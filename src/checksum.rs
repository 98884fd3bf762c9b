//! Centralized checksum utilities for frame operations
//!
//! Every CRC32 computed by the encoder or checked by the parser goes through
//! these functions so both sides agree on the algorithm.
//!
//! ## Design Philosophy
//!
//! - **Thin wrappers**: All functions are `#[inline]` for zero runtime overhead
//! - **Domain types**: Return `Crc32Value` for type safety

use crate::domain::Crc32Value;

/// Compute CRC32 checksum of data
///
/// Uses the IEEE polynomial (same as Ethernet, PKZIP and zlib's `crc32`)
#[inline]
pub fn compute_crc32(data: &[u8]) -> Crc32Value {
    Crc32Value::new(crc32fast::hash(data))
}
________
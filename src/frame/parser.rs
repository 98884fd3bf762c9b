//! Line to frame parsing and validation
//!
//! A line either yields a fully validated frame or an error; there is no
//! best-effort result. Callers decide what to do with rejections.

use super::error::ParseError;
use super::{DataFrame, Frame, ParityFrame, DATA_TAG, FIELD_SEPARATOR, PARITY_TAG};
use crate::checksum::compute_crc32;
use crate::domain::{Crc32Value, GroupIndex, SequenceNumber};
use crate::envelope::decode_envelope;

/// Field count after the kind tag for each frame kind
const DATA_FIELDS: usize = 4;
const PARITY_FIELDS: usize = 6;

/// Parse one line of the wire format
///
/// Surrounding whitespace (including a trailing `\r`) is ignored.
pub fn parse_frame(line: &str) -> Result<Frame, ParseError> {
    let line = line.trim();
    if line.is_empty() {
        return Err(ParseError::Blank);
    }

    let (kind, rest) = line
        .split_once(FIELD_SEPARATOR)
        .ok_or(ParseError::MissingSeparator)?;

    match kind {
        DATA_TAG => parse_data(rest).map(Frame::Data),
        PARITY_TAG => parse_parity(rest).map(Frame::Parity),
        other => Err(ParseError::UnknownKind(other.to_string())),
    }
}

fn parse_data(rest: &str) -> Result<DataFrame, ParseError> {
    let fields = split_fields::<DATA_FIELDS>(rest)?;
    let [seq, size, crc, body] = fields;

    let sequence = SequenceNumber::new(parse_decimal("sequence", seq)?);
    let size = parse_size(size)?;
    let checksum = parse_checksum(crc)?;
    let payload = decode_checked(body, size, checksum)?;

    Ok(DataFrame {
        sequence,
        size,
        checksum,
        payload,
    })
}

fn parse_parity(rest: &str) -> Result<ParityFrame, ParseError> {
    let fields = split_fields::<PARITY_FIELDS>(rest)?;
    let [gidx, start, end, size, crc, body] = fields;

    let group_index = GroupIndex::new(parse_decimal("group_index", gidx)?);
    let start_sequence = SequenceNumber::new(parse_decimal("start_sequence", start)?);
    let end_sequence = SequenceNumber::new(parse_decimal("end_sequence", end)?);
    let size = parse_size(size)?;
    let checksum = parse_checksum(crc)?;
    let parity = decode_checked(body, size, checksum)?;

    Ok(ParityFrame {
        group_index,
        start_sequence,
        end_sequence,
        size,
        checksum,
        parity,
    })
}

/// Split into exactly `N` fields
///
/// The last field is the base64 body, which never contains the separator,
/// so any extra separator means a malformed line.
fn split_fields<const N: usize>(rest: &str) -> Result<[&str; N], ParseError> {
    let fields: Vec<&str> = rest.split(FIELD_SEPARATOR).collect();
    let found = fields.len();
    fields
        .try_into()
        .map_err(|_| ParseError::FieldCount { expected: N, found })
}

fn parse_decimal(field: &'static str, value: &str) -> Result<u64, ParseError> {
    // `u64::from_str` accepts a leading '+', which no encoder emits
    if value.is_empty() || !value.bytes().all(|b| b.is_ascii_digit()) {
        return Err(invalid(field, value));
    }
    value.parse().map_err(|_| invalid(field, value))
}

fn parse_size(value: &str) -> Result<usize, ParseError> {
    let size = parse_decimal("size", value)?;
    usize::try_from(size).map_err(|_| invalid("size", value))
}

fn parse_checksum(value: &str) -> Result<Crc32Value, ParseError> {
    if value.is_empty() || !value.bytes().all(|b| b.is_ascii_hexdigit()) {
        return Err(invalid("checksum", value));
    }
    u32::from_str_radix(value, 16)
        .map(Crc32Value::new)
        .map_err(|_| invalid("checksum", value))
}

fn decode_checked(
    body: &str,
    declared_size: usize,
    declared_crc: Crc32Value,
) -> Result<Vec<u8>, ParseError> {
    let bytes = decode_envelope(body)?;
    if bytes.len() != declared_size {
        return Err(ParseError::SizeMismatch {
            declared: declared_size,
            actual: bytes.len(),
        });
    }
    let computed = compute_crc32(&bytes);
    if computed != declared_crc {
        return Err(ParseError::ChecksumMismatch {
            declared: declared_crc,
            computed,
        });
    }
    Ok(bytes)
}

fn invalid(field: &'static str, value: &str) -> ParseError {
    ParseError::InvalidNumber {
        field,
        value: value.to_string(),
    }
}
________
▸ **WHAT THE TASK REQUIRES**: Every line in the data above that contains "rest" needs to be copied.

▸ **SOLUTION BELOW**:
    let (kind, rest) = line
        DATA_TAG => parse_data(rest).map(Frame::Data),
        PARITY_TAG => parse_parity(rest).map(Frame::Parity),
fn parse_data(rest: &str) -> Result<DataFrame, ParseError> {
    let fields = split_fields::<DATA_FIELDS>(rest)?;
fn parse_parity(rest: &str) -> Result<ParityFrame, ParseError> {
    let fields = split_fields::<PARITY_FIELDS>(rest)?;
fn split_fields<const N: usize>(rest: &str) -> Result<[&str; N], ParseError> {
    let fields: Vec<&str> = rest.split(FIELD_SEPARATOR).collect();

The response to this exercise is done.